2.2 PROC对OGD诱导大鼠皮层神经元凋亡的影响 OGD组凋亡率、cleaved-caspase3和cleaved-caspase9蛋白表达均高于对照组,pro-caspase3、pro-caspase 9蛋白表达均低于对照组(P<0.05)。OGD+PROC-L组、OGD+PROC-M组和OGD+PROC-H组凋亡率、cleaved-caspase3和cleaved-caspase9蛋白表达均低于OGD组,pro-caspase3、pro-caspase 9蛋白表达均高于OGD组(P<0.05)。见图1、表2。

图1 PROC对OGD诱导大鼠皮层神经元凋亡的影响Figure 1 Effects of PROC on OGD-induced apoptosis of cortical neurons in rats注:A.凋亡相关蛋白表达; B.流式细胞术检测细胞凋亡。

表2 PROC对OGD诱导大鼠皮层神经元凋亡的影响Table 2 Effects of PROC on OGD-induced apoptosis of cortical neurons in rats

2.3 PROC对OGD诱导大鼠皮层神经元中miR-138表达的影响 对照组、OGD组、OGD+PROC-L组、OGD+PROC-M组和OGD+PROC-H组miR-138表达量分别为(1.00±0.00)、(0.28±0.03)、(0.43±0.04)、(0.69±0.05)和(0.86±0.06)。OGD组miR-138表达低于对照组(P<0.05)。OGD+PROC-L组、OGD+PROC-M组和OGD+PROC-H组miR-138表达均高于OGD组(P<0.05)。

2.4 过表达miR-138对OGD诱导大鼠皮层神经元损伤的影响 OGD+miR-138组miR-138表达量高于OGD+miR-NC组[(2.94±0.27)vs(1.00±0.00)](P<0.05)。OGD+miR-138组存活率高于OGD+miR-NC组(P<0.05),LDH释放率、凋亡率及cleaved-caspase3和cleaved-caspase9蛋白表达均低于OGD+miR-NC组,pro-caspase3、pro-caspase 9蛋白表达均高于OGD+miR-NC组(P<0.05)。见图2、表3。
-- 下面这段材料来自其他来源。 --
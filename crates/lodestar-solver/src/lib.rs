//! Lodestar Solver - Metaheuristic search
//!
//! This crate turns a score director into solutions:
//! - Reversible moves and random move selectors
//! - A greedy construction heuristic for the initial solution
//! - Local search with pluggable acceptors (hill climbing, tabu search,
//!   simulated annealing, late acceptance)
//! - Termination conditions and a background job manager

pub mod heuristic;
pub mod manager;
pub mod phase;
pub mod scope;
pub mod solver;
pub mod termination;

pub use heuristic::r#move::{
    ChangeMove, ListChangeMove, ListSwapMove, Move, MoveKey, SwapMove, TwoOptMove,
};
pub use heuristic::selector::{
    ChangeMoveSelector, ListChangeMoveSelector, ListSwapMoveSelector, MoveSelector,
    SwapMoveSelector, TwoOptMoveSelector, UnionMoveSelector,
};
pub use manager::{JobId, SolverJobManager, SolverStatus};
pub use phase::localsearch::{
    Acceptor, HillClimbingAcceptor, LateAcceptanceAcceptor, LocalSearchPhase,
    SimulatedAnnealingAcceptor, TabuSearchAcceptor,
};
pub use phase::{ConstructionHeuristicPhase, Phase};
pub use scope::{BestSolutionCallback, PhaseScope, SolverScope, StepScope};
pub use solver::Solver;
pub use termination::{
    AndTermination, BestScoreTermination, ExternalTermination, NeverTermination, OrTermination,
    StepCountTermination, Termination, TimeTermination, UnimprovedTimeTermination,
};

#[cfg(test)]
pub(crate) mod test_util;
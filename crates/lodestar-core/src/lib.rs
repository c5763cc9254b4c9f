//! Lodestar Core - Core types for constraint solving
//!
//! This crate provides the fundamental abstractions for Lodestar:
//! - Score types for representing solution quality
//! - A runtime-described domain model (entities, facts, planning variables)
//! - The descriptor registry that validates domain schemas at setup time
//! - Shadow-variable propagation for derived state

pub mod constraint;
pub mod domain;
pub mod error;
pub mod score;

pub use constraint::{ConstraintRef, ImpactType};
pub use domain::{
    DomainRegistry, Entity, EntityClassDef, Fact, FactClassDef, FieldDef, FieldType,
    ShadowKind, Solution, Value, ValueRangeDef, VariableRef,
};
pub use error::{Result, SolverError};
pub use score::{
    HardMediumSoftScore, HardSoftScore, ParseableScore, Score, ScoreParseError, SimpleScore,
};
//! Random move selectors.
//!
//! Selectors draw one candidate move at a time from the rng. They do not
//! filter for doability; the local search phase checks `is_doable` before
//! evaluating.

use std::fmt::Debug;

use rand::Rng;
use rand_chacha::ChaCha8Rng;

use lodestar_core::error::Result;
use lodestar_core::score::Score;
use lodestar_scoring::ScoreDirector;

use super::r#move::{
    ChangeMove, ListChangeMove, ListSwapMove, Move, SwapMove, TwoOptMove,
};

/// Draws random candidate moves.
pub trait MoveSelector<Sc: Score>: Send + Debug {
    /// One random candidate, or `None` when the solution offers nothing to
    /// select from.
    fn next_move(
        &self,
        director: &ScoreDirector<Sc>,
        rng: &mut ChaCha8Rng,
    ) -> Result<Option<Box<dyn Move<Sc>>>>;
}

/// Random entity, random value from the variable's range.
#[derive(Debug, Clone)]
pub struct ChangeMoveSelector {
    class: usize,
    field: usize,
}

impl ChangeMoveSelector {
    pub fn new(class: usize, field: usize) -> Self {
        Self { class, field }
    }
}

impl<Sc: Score> MoveSelector<Sc> for ChangeMoveSelector {
    fn next_move(
        &self,
        director: &ScoreDirector<Sc>,
        rng: &mut ChaCha8Rng,
    ) -> Result<Option<Box<dyn Move<Sc>>>> {
        let solution = director.solution();
        let entity_count = solution.entities[self.class].len();
        if entity_count == 0 {
            return Ok(None);
        }
        let candidates = solution
            .registry()
            .resolve_value_range(self.class, self.field, solution)?;
        if candidates.is_empty() {
            return Ok(None);
        }
        let entity = rng.random_range(0..entity_count);
        let value = candidates[rng.random_range(0..candidates.len())].clone();
        Ok(Some(Box::new(ChangeMove::new(
            self.class, entity, self.field, value,
        ))))
    }
}

/// Two distinct random entities of one class.
#[derive(Debug, Clone)]
pub struct SwapMoveSelector {
    class: usize,
    field: usize,
}

impl SwapMoveSelector {
    pub fn new(class: usize, field: usize) -> Self {
        Self { class, field }
    }
}

impl<Sc: Score> MoveSelector<Sc> for SwapMoveSelector {
    fn next_move(
        &self,
        director: &ScoreDirector<Sc>,
        rng: &mut ChaCha8Rng,
    ) -> Result<Option<Box<dyn Move<Sc>>>> {
        let entity_count = director.solution().entities[self.class].len();
        if entity_count < 2 {
            return Ok(None);
        }
        let left = rng.random_range(0..entity_count);
        let mut right = rng.random_range(0..entity_count - 1);
        if right >= left {
            right += 1;
        }
        Ok(Some(Box::new(SwapMove::new(
            self.class, left, right, self.field,
        ))))
    }
}

fn list_len<Sc: Score>(
    director: &ScoreDirector<Sc>,
    class: usize,
    owner: usize,
    field: usize,
) -> usize {
    director.solution().entities[class][owner].fields[field]
        .as_list()
        .map_or(0, <[_]>::len)
}

/// Random occupied source position, random destination position.
#[derive(Debug, Clone)]
pub struct ListChangeMoveSelector {
    owner_class: usize,
    field: usize,
}

impl ListChangeMoveSelector {
    pub fn new(owner_class: usize, field: usize) -> Self {
        Self { owner_class, field }
    }
}

impl<Sc: Score> MoveSelector<Sc> for ListChangeMoveSelector {
    fn next_move(
        &self,
        director: &ScoreDirector<Sc>,
        rng: &mut ChaCha8Rng,
    ) -> Result<Option<Box<dyn Move<Sc>>>> {
        let owner_count = director.solution().entities[self.owner_class].len();
        if owner_count == 0 {
            return Ok(None);
        }
        let from_owner = rng.random_range(0..owner_count);
        let from_len = list_len(director, self.owner_class, from_owner, self.field);
        if from_len == 0 {
            return Ok(None);
        }
        let from_position = rng.random_range(0..from_len);
        let to_owner = rng.random_range(0..owner_count);
        let to_len = if to_owner == from_owner {
            from_len - 1
        } else {
            list_len(director, self.owner_class, to_owner, self.field)
        };
        let to_position = rng.random_range(0..=to_len);
        Ok(Some(Box::new(ListChangeMove::new(
            self.owner_class,
            self.field,
            from_owner,
            from_position,
            to_owner,
            to_position,
        ))))
    }
}

/// Two random occupied positions, possibly across owners.
#[derive(Debug, Clone)]
pub struct ListSwapMoveSelector {
    owner_class: usize,
    field: usize,
}

impl ListSwapMoveSelector {
    pub fn new(owner_class: usize, field: usize) -> Self {
        Self { owner_class, field }
    }

    fn random_position<Sc: Score>(
        &self,
        director: &ScoreDirector<Sc>,
        rng: &mut ChaCha8Rng,
    ) -> Option<(usize, usize)> {
        let owner_count = director.solution().entities[self.owner_class].len();
        if owner_count == 0 {
            return None;
        }
        let owner = rng.random_range(0..owner_count);
        let len = list_len(director, self.owner_class, owner, self.field);
        (len > 0).then(|| (owner, rng.random_range(0..len)))
    }
}

impl<Sc: Score> MoveSelector<Sc> for ListSwapMoveSelector {
    fn next_move(
        &self,
        director: &ScoreDirector<Sc>,
        rng: &mut ChaCha8Rng,
    ) -> Result<Option<Box<dyn Move<Sc>>>> {
        let Some((left_owner, left_position)) = self.random_position(director, rng) else {
            return Ok(None);
        };
        let Some((right_owner, right_position)) = self.random_position(director, rng) else {
            return Ok(None);
        };
        Ok(Some(Box::new(ListSwapMove::new(
            self.owner_class,
            self.field,
            left_owner,
            left_position,
            right_owner,
            right_position,
        ))))
    }
}

/// Random segment of a random owner's list.
#[derive(Debug, Clone)]
pub struct TwoOptMoveSelector {
    owner_class: usize,
    field: usize,
}

impl TwoOptMoveSelector {
    pub fn new(owner_class: usize, field: usize) -> Self {
        Self { owner_class, field }
    }
}

impl<Sc: Score> MoveSelector<Sc> for TwoOptMoveSelector {
    fn next_move(
        &self,
        director: &ScoreDirector<Sc>,
        rng: &mut ChaCha8Rng,
    ) -> Result<Option<Box<dyn Move<Sc>>>> {
        let owner_count = director.solution().entities[self.owner_class].len();
        if owner_count == 0 {
            return Ok(None);
        }
        let owner = rng.random_range(0..owner_count);
        let len = list_len(director, self.owner_class, owner, self.field);
        if len < 2 {
            return Ok(None);
        }
        let start = rng.random_range(0..len - 1);
        let end = rng.random_range(start + 2..=len);
        Ok(Some(Box::new(TwoOptMove::new(
            self.owner_class,
            owner,
            self.field,
            start,
            end,
        ))))
    }
}

/// Draws from one of several child selectors, uniformly at random.
#[derive(Debug)]
pub struct UnionMoveSelector<Sc: Score> {
    selectors: Vec<Box<dyn MoveSelector<Sc>>>,
}

impl<Sc: Score> UnionMoveSelector<Sc> {
    pub fn new(selectors: Vec<Box<dyn MoveSelector<Sc>>>) -> Self {
        Self { selectors }
    }
}

impl<Sc: Score> MoveSelector<Sc> for UnionMoveSelector<Sc> {
    fn next_move(
        &self,
        director: &ScoreDirector<Sc>,
        rng: &mut ChaCha8Rng,
    ) -> Result<Option<Box<dyn Move<Sc>>>> {
        if self.selectors.is_empty() {
            return Ok(None);
        }
        // A child may come up empty (e.g. all lists empty); give the others
        // a chance before reporting exhaustion.
        for _ in 0..self.selectors.len() {
            let child = &self.selectors[rng.random_range(0..self.selectors.len())];
            if let Some(candidate) = child.next_move(director, rng)? {
                return Ok(Some(candidate));
            }
        }
        Ok(None)
    }
}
图2 过表达miR-138对OGD诱导大鼠皮层神经元凋亡的影响Figure 2 Effect of overexpression of miR-138 on OGD-induced apoptosis of rat cortical neurons注:A.凋亡相关蛋白表达; B.流式细胞术检测细胞凋亡。

表3 过表达miR-138对OGD诱导大鼠皮层神经元损伤的影响Table 3 Effects of overexpression of miR-138 on OGD-induced rat cortical neurons damage

2.5 敲减miR-138逆转PROC对OGD诱导大鼠皮层神经元损伤的作用 OGD+PROC+anti-miR-138组miR-138表达量低于OGD+PROC+anti-miR-NC组[(0.33±0.03)vs(1.00±0.00)](P<0.05)。OGD+PROC+anti-miR-138组存活率低于OGD+PROC+anti-miR-NC组(P<0.05),LDH释放率、凋亡率及cleaved-caspase3和cleaved-caspase9蛋白表达均高于OGD+PROC+anti-miR-NC组,pro-caspase3、pro-caspase 9蛋白表达均低于OGD+PROC+anti-miR-NC组(P<0.05)。见图3、表4。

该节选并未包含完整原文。